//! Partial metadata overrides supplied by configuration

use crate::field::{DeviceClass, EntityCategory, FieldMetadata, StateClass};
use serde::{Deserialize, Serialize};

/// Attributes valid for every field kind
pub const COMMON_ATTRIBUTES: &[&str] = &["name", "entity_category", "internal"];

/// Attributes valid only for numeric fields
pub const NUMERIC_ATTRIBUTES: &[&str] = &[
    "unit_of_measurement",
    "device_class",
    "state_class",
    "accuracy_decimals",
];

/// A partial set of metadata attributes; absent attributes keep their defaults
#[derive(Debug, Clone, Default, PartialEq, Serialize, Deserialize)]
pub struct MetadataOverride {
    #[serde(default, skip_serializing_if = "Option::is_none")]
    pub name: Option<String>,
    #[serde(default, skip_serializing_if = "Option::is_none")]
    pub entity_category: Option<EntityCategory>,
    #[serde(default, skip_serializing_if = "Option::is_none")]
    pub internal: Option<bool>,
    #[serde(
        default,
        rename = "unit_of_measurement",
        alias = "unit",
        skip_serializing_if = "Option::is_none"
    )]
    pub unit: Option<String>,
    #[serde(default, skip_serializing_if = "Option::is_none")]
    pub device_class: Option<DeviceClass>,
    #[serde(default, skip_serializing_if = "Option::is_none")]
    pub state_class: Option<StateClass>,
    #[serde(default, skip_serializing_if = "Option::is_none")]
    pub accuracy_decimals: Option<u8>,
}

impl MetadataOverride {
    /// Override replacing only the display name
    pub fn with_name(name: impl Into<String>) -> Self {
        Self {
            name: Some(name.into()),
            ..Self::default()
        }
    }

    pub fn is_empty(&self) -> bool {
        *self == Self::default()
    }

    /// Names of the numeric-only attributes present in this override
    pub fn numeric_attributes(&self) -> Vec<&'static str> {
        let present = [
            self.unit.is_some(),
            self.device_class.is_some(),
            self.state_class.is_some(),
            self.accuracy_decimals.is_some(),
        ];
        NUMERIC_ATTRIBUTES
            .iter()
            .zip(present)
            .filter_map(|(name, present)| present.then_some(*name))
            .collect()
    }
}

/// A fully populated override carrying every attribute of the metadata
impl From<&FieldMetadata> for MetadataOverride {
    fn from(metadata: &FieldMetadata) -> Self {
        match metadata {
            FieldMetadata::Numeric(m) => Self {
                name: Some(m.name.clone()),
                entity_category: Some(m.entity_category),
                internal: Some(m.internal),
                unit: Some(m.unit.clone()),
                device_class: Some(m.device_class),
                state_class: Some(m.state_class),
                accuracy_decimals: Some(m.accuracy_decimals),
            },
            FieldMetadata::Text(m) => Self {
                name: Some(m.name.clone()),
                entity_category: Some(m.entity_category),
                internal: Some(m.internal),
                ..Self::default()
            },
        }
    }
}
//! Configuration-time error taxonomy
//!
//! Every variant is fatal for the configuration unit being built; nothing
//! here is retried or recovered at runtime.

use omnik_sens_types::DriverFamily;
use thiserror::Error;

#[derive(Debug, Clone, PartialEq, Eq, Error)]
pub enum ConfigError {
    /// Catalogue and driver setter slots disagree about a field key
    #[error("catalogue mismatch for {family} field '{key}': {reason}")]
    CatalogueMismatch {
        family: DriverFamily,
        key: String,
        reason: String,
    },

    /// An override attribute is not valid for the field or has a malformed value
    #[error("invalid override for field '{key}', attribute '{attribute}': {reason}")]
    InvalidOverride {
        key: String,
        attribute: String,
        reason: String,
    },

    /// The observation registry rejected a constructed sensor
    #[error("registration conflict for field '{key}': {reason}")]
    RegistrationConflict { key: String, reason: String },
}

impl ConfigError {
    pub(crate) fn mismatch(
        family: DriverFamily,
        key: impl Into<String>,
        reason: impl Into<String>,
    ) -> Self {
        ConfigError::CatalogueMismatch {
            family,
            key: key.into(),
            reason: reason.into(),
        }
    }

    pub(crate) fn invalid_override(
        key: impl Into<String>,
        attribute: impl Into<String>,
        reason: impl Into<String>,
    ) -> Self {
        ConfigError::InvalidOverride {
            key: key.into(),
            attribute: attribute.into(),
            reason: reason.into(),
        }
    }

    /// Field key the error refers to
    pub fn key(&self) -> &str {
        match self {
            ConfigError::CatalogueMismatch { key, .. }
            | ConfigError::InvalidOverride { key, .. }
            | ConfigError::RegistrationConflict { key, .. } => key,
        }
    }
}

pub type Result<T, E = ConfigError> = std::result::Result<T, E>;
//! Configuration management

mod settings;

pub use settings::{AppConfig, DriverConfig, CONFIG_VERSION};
======
Count the lines of the data that contain the word "internal", and give only that number.

Task output:
4